Thompson, who has been working in the sex business for seven years, would rather work in a brothel, both because it would be safer, but also because it would be a structured environment.

“If there was a brothel, we wouldn’t have to spend out of pocket on hotels and condos. It would be a better environment.”

Sex workers despise bill C-36, which was passed by Stephen Harper’s Conservatives in 2014 after the Supreme Court struck down the existing prostitution laws. The new law, which was supported by social conservatives and feminists who oppose prostitution, is aimed at eliminating the sex trade by prosecuting clients.

But sex workers say it makes their work unsafe because they can’t work in brothels, can’t hire security and can’t properly screen clients, because they are afraid to provide their real contact information for fear of prosecution.

“It’s made it harder for people take this as a real profession,” Luxe Mulvari, an Ottawa escort with 11 years in the industry, told me in an interview. “Girls will say, I won’t screen you. I will do it for less money. Girls who want to keep it safe, and screen their clients, it’s been harder.”

Mulvari, who attended a rally organized by Thompson in Ottawa on Sunday, says sex work allowed her financial independence after a childhood spent in poverty.

“I want to pay my taxes like every other Canadian citizen, and I do, but I want the same rights as every other Canadian citizen. I want my industry protected. I want health and safety regulation.”

Catherine St. Clair, an Ottawa escort with 31 years in the business, wants decriminalization but a law against unprotected oral sex, known as bareback blowjobs, because without such a law, providers are under financial pressure to work without condoms.

“It’s criminal to offer unsafe service or receive them.”

Christine Bruckert, a University of Ottawa professor and former sex worker who has been researching the industry for 20 years, says that working as an escort isn’t more dangerous than working as a home care worker, but unlike home care workers, escorts can’t rely on police.

“(Home care workers) can call backup. They can call the police, someone to help them. Whereas, sex workers still don’t have access to police protection.”

Cecilia Benoit, a professor at University of Victoria, whose research helped win the legal argument that brought down the old law, says that research into C-36 is still incomplete, butit doesn’t seem to have helped sex workers.

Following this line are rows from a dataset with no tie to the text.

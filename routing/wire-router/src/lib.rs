//! Obstacle-avoiding polyline routing for diagram wires.
//!
//! Given a set of rectangular obstacles and a set of wires (each a start
//! point, an end point, and optional mandatory bendpoints), the
//! [`Router`] computes an integer polyline per wire that:
//!
//! - never crosses the strict interior of an obstacle,
//! - bends only at obstacle corners or user bendpoints,
//! - fans out from other wires sharing the same corner, so bundles of
//!   wires stay readable instead of overlapping.
//!
//! Routing is incremental: obstacles and wires can be added, moved, and
//! removed between solves, and only the wires affected by a change are
//! re-searched.
//!
//! # Quick Start
//!
//! ```
//! use wire_router::{solve_for, GridPoint};
//!
//! // One obstacle between the endpoints; the wire detours around it.
//! let points = solve_for(&[(4, 0, 2, 10)], &[], 0, 5, 10, 5).unwrap();
//!
//! assert_eq!(points.first(), Some(&GridPoint::new(0, 5)));
//! assert_eq!(points.last(), Some(&GridPoint::new(10, 5)));
//! assert!(points.len() > 2);
//! ```
//!
//! # The solve pipeline
//!
//! One [`Router::solve`] runs these phases in order:
//!
//! 1. **Search** - each dirty wire builds a visibility graph against the
//!    current obstacles (grown lazily, pruned by a threshold oval) and runs
//!    Dijkstra over it.
//! 2. **Count** - tally how many wires use each corner vertex.
//! 3. **Clearance** - shrink a corner's fan-out offset when a neighboring
//!    obstacle leaves no room for the default spacing.
//! 4. **Grow** - temporarily inflate corners by their fan-out extent and
//!    split wire segments that now collide, inserting new bends.
//! 5. **Label** - mark each bend INNIE or OUTIE by cross product, splitting
//!    inconsistent wires into subpaths.
//! 6. **Order** - depth-first order wires at shared corners by bend angle.
//! 7. **Bend** - materialize integer point lists, offsetting each bend
//!    outward by its vertex offset times a per-wire modifier.
//! 8. **Recombine** - stitch subpaths and bendpoint children back into the
//!    wires the caller owns.
//!
//! The phases communicate through shared vertex state, so their order is
//! load-bearing; see `wire-model` for the state each entity carries.
//!
//! # Determinism
//!
//! Tie-breaks (equal-cost routes, fan-out order, first blocking obstacle)
//! depend on iteration order. Every collection the pipeline iterates is
//! insertion-ordered, so identical input sequences produce identical
//! output, byte for byte.

#![doc(html_root_url = "https://docs.rs/wire-router/0.1.0")]
#![deny(clippy::unwrap_used, clippy::expect_used)]

mod dijkstra;
mod facade;
mod ordering;
mod router;
mod spread;
mod visibility;

pub use facade::solve_for;
pub use router::Router;

// The common vocabulary, re-exported so most callers only need this crate.
pub use wire_geom::{Compass, GridPoint, GridRect};
pub use wire_model::{Path, PathId, RouteError, DEFAULT_SPACING};
//! Fan-out spacing passes: vertex counting, clearance shrinking, and the
//! grow/deflect loop.
//!
//! After every wire has a raw shortest path, these passes decide how far
//! wires can fan out at each corner and insert extra bends where a fanned
//! out wire would clip a neighboring obstacle:
//!
//! 1. Count how many wires bend at each corner vertex.
//! 2. For each used corner, probe the outward quadrant for foreign
//!    obstacles and shrink the corner's offset so the whole fan fits in
//!    the available gap.
//! 3. Grow every used corner to the fan's outer extent, re-test all wire
//!    segments against the grown corners, and split any segment that now
//!    collides, bending it around the nearest corner. Repeat while a pass
//!    keeps finding work, up to a fixed bound.

use tracing::debug;
use wire_geom::{lines_intersect, Compass, GridPoint, GridRect};
use wire_model::{PathId, Seg, VertexId, NUM_GROW_PASSES};

use crate::router::Router;

impl Router {
    /// Tallies how many wires bend at each intermediate vertex.
    pub(crate) fn count_vertices(&mut self) {
        let working = self.working_paths.clone();
        for path_id in working {
            let intermediates = self.intermediate_ends(path_id);
            for vertex in intermediates {
                self.vertices[vertex].total_count += 1;
            }
        }
    }

    /// Probes around every intermediate vertex of every wire for foreign
    /// obstacles that would constrain its fan-out.
    pub(crate) fn check_vertex_intersections(&mut self) {
        let working = self.working_paths.clone();
        for path_id in working {
            let intermediates = self.intermediate_ends(path_id);
            for vertex in intermediates {
                self.check_vertex_for_intersections(vertex);
            }
        }
    }

    /// The ends of the wire's raw segments, excluding the final segment's
    /// end (the wire endpoint itself).
    fn intermediate_ends(&self, path_id: PathId) -> Vec<VertexId> {
        let segments = &self.paths[path_id].segments;
        segments
            .iter()
            .take(segments.len().saturating_sub(1))
            .map(|seg| seg.end)
            .collect()
    }

    /// Scans the vertex's outward quadrant for the nearest foreign obstacle
    /// and shrinks the vertex offset to fit the gap.
    ///
    /// The probe square has side `2 * total_count * spacing + 1`: the full
    /// extent the fan could reach at default spacing. Skipped when the
    /// vertex was already checked or already constrained this solve.
    pub(crate) fn check_vertex_for_intersections(&mut self, vertex_id: VertexId) {
        let (corner, position, total_count, own_obstacle) = {
            let v = &self.vertices[vertex_id];
            if v.nearest_obstacle != 0 || v.nearest_obstacle_checked {
                return;
            }
            (v.corner, v.pos, v.total_count, v.obstacle)
        };

        let side = 2 * (total_count * self.spacing()) + 1;
        let y = if corner.intersects(Compass::NORTH) {
            position.y - side
        } else {
            position.y
        };
        let x = if corner.intersects(Compass::EAST) {
            position.x
        } else {
            position.x - side
        };
        let probe = GridRect::new(x, y, side, side);

        for &oid in &self.obstacle_order {
            if own_obstacle == Some(oid) {
                continue;
            }
            let bounds = self.obstacles[oid].bounds;
            if !probe.intersects(bounds) {
                continue;
            }
            let relative = bounds.position_of(position);
            if relative.is_none() {
                continue;
            }

            let y_dist = if relative.intersects(Compass::NORTH) {
                bounds.y - position.y
            } else {
                position.y - bounds.bottom() + 1
            };
            let x_dist = if relative.intersects(Compass::EAST) {
                position.x - bounds.right() + 1
            } else {
                bounds.x - position.x
            };

            let candidate = x_dist.max(y_dist);
            let vertex = &mut self.vertices[vertex_id];
            if candidate < vertex.nearest_obstacle || vertex.nearest_obstacle == 0 {
                vertex.nearest_obstacle = candidate;
                vertex.update_offset();
            }
        }

        self.vertices[vertex_id].nearest_obstacle_checked = true;
    }

    /// Runs up to [`NUM_GROW_PASSES`] grow/deflect passes, stopping early
    /// once a pass inserts nothing.
    pub(crate) fn grow_obstacles(&mut self) {
        self.grow_pass_changed = false;
        for pass in 0..NUM_GROW_PASSES {
            if pass == 0 || self.grow_pass_changed {
                self.grow_obstacles_pass();
            }
        }
    }

    /// One pass: grow used corners, re-test every wire segment against the
    /// grown geometry, shrink back.
    fn grow_obstacles_pass(&mut self) {
        let spacing = self.spacing();
        let order = self.obstacle_order.clone();

        for &oid in &order {
            for corner in self.obstacles[oid].corners() {
                let vertex = &mut self.vertices[corner];
                if vertex.total_count > 0 {
                    vertex.grow(spacing);
                }
            }
        }

        let working = self.working_paths.clone();
        for path_id in working {
            let excluded = self.paths[path_id].excluded_obstacles.clone();
            for &oid in &excluded {
                if let Some(obstacle) = self.obstacles.get_mut(oid) {
                    obstacle.exclude = true;
                }
            }

            if self.paths[path_id].grown_segments.is_empty() {
                let segments = self.paths[path_id].segments.clone();
                for seg in segments {
                    self.test_offset_segment(path_id, seg, None);
                }
            } else {
                let current = self.paths[path_id].grown_segments.clone();
                let mut inserted = 0usize;
                for (index, seg) in current.into_iter().enumerate() {
                    inserted += self.test_offset_segment(path_id, seg, Some(index + inserted));
                }
            }

            for &oid in &excluded {
                if let Some(obstacle) = self.obstacles.get_mut(oid) {
                    obstacle.exclude = false;
                }
            }
        }

        for &oid in &order {
            for corner in self.obstacles[oid].corners() {
                self.vertices[corner].shrink();
            }
        }

        debug!(changed = self.grow_pass_changed, "grow pass finished");
    }

    /// Tests one segment against every grown obstacle corner it does not
    /// originate from, splitting it at the nearest corner on a hit
    /// diagonal.
    ///
    /// With `index`, the segment is replaced in place inside
    /// `grown_segments`; without, results are appended (first pass).
    /// Returns the number of splits (0 or 1): a segment splits at most once
    /// per pass.
    fn test_offset_segment(&mut self, path_id: PathId, seg: Seg, index: Option<usize>) -> usize {
        let buffer = self.spacing();
        let a = self.vertices[seg.start].pos;
        let b = self.vertices[seg.end].pos;
        let start_obstacle = self.vertices[seg.start].obstacle;
        let end_obstacle = self.vertices[seg.end].obstacle;
        let slope = wire_geom::slope_sign(a, b);

        let order = self.obstacle_order.clone();
        for &oid in &order {
            if end_obstacle == Some(oid) || start_obstacle == Some(oid) {
                continue;
            }
            if self.obstacles[oid].exclude {
                continue;
            }

            let (tl_id, tr_id, bl_id, br_id) = {
                let o = &self.obstacles[oid];
                (o.top_left, o.top_right, o.bottom_left, o.bottom_right)
            };
            let tl = self.vertices[tl_id].pos;
            let tr = self.vertices[tr_id].pos;
            let bl = self.vertices[bl_id].pos;
            let br = self.vertices[br_id].pos;

            let main_hit = lines_intersect(
                tl.x - buffer,
                tl.y - buffer,
                br.x + buffer,
                br.y + buffer,
                a.x,
                a.y,
                b.x,
                b.y,
            );
            let anti_hit = lines_intersect(
                bl.x - buffer,
                bl.y + buffer,
                tr.x + buffer,
                tr.y - buffer,
                a.x,
                a.y,
                b.x,
                b.y,
            );

            // A falling segment can only clip the main diagonal first; a
            // rising one the anti diagonal.
            let candidate = if slope < 0 {
                if main_hit {
                    Some(self.nearest_vertex(tl_id, br_id, a, b))
                } else if anti_hit {
                    Some(self.nearest_vertex(bl_id, tr_id, a, b))
                } else {
                    None
                }
            } else if anti_hit {
                Some(self.nearest_vertex(bl_id, tr_id, a, b))
            } else if main_hit {
                Some(self.nearest_vertex(tl_id, br_id, a, b))
            } else {
                None
            };

            let Some(vertex_id) = candidate else {
                continue;
            };

            // Bending around a corner adjacent to the segment's own corner
            // would hook the wire back on itself.
            let v_rect = self.vertices[vertex_id].deformed_rect(buffer);
            if end_obstacle.is_some() {
                let end_rect = self.vertices[seg.end].deformed_rect(buffer);
                if v_rect.intersects(end_rect) {
                    continue;
                }
            }
            if start_obstacle.is_some() {
                let start_rect = self.vertices[seg.start].deformed_rect(buffer);
                if v_rect.intersects(start_rect) {
                    continue;
                }
            }

            let new_start = Seg::new(seg.start, vertex_id);
            let new_end = Seg::new(vertex_id, seg.end);

            {
                let vertex = &mut self.vertices[vertex_id];
                vertex.total_count += 1;
                vertex.nearest_obstacle_checked = false;
                vertex.shrink();
            }
            self.check_vertex_for_intersections(vertex_id);
            {
                let vertex = &mut self.vertices[vertex_id];
                vertex.grow(buffer);
                if vertex.nearest_obstacle != 0 {
                    vertex.update_offset();
                }
            }

            self.grow_pass_changed = true;

            let path = &mut self.paths[path_id];
            match index {
                Some(i) => {
                    path.grown_segments.remove(i);
                    path.grown_segments.insert(i, new_start);
                    path.grown_segments.insert(i + 1, new_end);
                }
                None => {
                    path.grown_segments.push(new_start);
                    path.grown_segments.push(new_end);
                }
            }
            return 1;
        }

        if index.is_none() {
            self.paths[path_id].grown_segments.push(seg);
        }
        0
    }

    /// Of two corners, the one whose detour past the segment is shorter.
    fn nearest_vertex(&self, v1: VertexId, v2: VertexId, a: GridPoint, b: GridPoint) -> VertexId {
        let p1 = self.vertices[v1].pos;
        let p2 = self.vertices[v2].pos;
        if a.distance(p1) + b.distance(p1) > a.distance(p2) + b.distance(p2) {
            v2
        } else {
            v1
        }
    }
}

#[cfg(test)]
#[allow(clippy::unwrap_used, clippy::float_cmp)]
mod tests {
    use super::*;
    use wire_geom::GridPoint;

    #[test]
    fn test_count_vertices_skips_endpoints() {
        let mut router = Router::new();
        router.add_obstacle(GridRect::new(4, 0, 2, 10));
        let wire = router.add_path(GridPoint::new(0, 5), GridPoint::new(10, 5));
        router.paths[wire].threshold = 0.0;
        router.generate_shortest_path(wire).unwrap();

        router.count_vertices();

        // The wire bends at two corners; endpoints stay uncounted.
        let counted: Vec<_> = router
            .paths[wire]
            .segments
            .iter()
            .take(router.paths[wire].segments.len() - 1)
            .map(|s| s.end)
            .collect();
        assert_eq!(counted.len(), 2);
        for v in counted {
            assert_eq!(router.vertices[v].total_count, 1);
        }
        let start = router.paths[wire].start;
        assert_eq!(router.vertices[start].total_count, 0);
    }

    #[test]
    fn test_clearance_shrinks_offset_near_foreign_obstacle() {
        let mut router = Router::new();
        // Obstacle with a neighbor 8 cells to the right of its top-right
        // corner, tall enough to reach into the corner's outward quadrant.
        router.add_obstacle(GridRect::new(0, 0, 10, 10));
        router.add_obstacle(GridRect::new(17, -20, 10, 30));
        let first = router.obstacle_order[0];

        let corner = router.obstacles[first].top_right;
        router.vertices[corner].total_count = 1;
        router.vertices[corner].offset = 4.0;

        router.check_vertex_for_intersections(corner);

        let v = &router.vertices[corner];
        // Corner at x = 9, neighbor's left edge at 17: gap 8.
        assert_eq!(v.nearest_obstacle, 8);
        // (8 / 2 - 1) / 1 = 3: the fan shrinks below the default 4.
        assert_eq!(v.offset, 3.0);
        assert!(v.nearest_obstacle_checked);
    }

    #[test]
    fn test_clearance_leaves_unconstrained_corner_alone() {
        let mut router = Router::new();
        router.add_obstacle(GridRect::new(0, 0, 10, 10));
        let first = router.obstacle_order[0];

        let corner = router.obstacles[first].top_right;
        router.vertices[corner].total_count = 1;
        router.vertices[corner].offset = 4.0;

        router.check_vertex_for_intersections(corner);

        let v = &router.vertices[corner];
        assert_eq!(v.nearest_obstacle, 0);
        assert_eq!(v.offset, 4.0);
        assert!(v.nearest_obstacle_checked);
    }

    #[test]
    fn test_grow_pass_fills_grown_segments() {
        let mut router = Router::new();
        let wire = router.add_path(GridPoint::new(0, 0), GridPoint::new(10, 0));
        router.generate_shortest_path(wire).unwrap();
        assert!(router.paths[wire].grown_segments.is_empty());

        router.grow_obstacles();

        assert_eq!(router.paths[wire].grown_segments.len(), 1);
        assert!(!router.grow_pass_changed);
    }

    #[test]
    fn test_nearest_vertex_picks_smaller_detour() {
        let mut router = Router::new();
        router.add_obstacle(GridRect::new(0, 0, 10, 10));
        let first = router.obstacle_order[0];
        let (tl, br) = {
            let o = &router.obstacles[first];
            (o.top_left, o.bottom_right)
        };
        // A segment running just past the top-left corner.
        let picked = router.nearest_vertex(tl, br, GridPoint::new(-5, 1), GridPoint::new(5, -5));
        assert_eq!(picked, tl);
    }
}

“It’s difficult to estimate whether it’s made the situation worse,” she said. “Overall, the aim of it was actually to improve the health and safety of sex workers and I don’t think there’s any evidence that that’s been the case. But whether it’s made things worse, we don’t really know for sure but we definitely don’t see any improvement in people’s situation.”

Sex workers are pressing the government to repeal C-36, but the Liberals are not expected to do anything before the election in October 2019.

In a statement to VICE, David Taylor, director of communications to Justice Minister Jody Wilson-Raybould, pointed to recent meetings with stakeholders and said the government is continuing to review the law.

“This issue is challenging, but it is incredibly important and as such, it is something our Government is committed to continue working on.”

The Liberals do not face political pressure to change the law. Neither the New Democrats nor Conservative Justice critics responded to requests for comment for this story.

Thompson says that’s unfortunate, because the industry has provided a way for people like her to be productive. She suffers from attention deficit hyperactivity disorder and bad anxiety.

“In my whole life I’ve never been able to keep a job more than three months,” she said.

She has been happy in her work since she started the day she got fired as a bartender at a strip bar.

“I was terrible and they fired me and I came back that day and got naked, and I was really good at that.”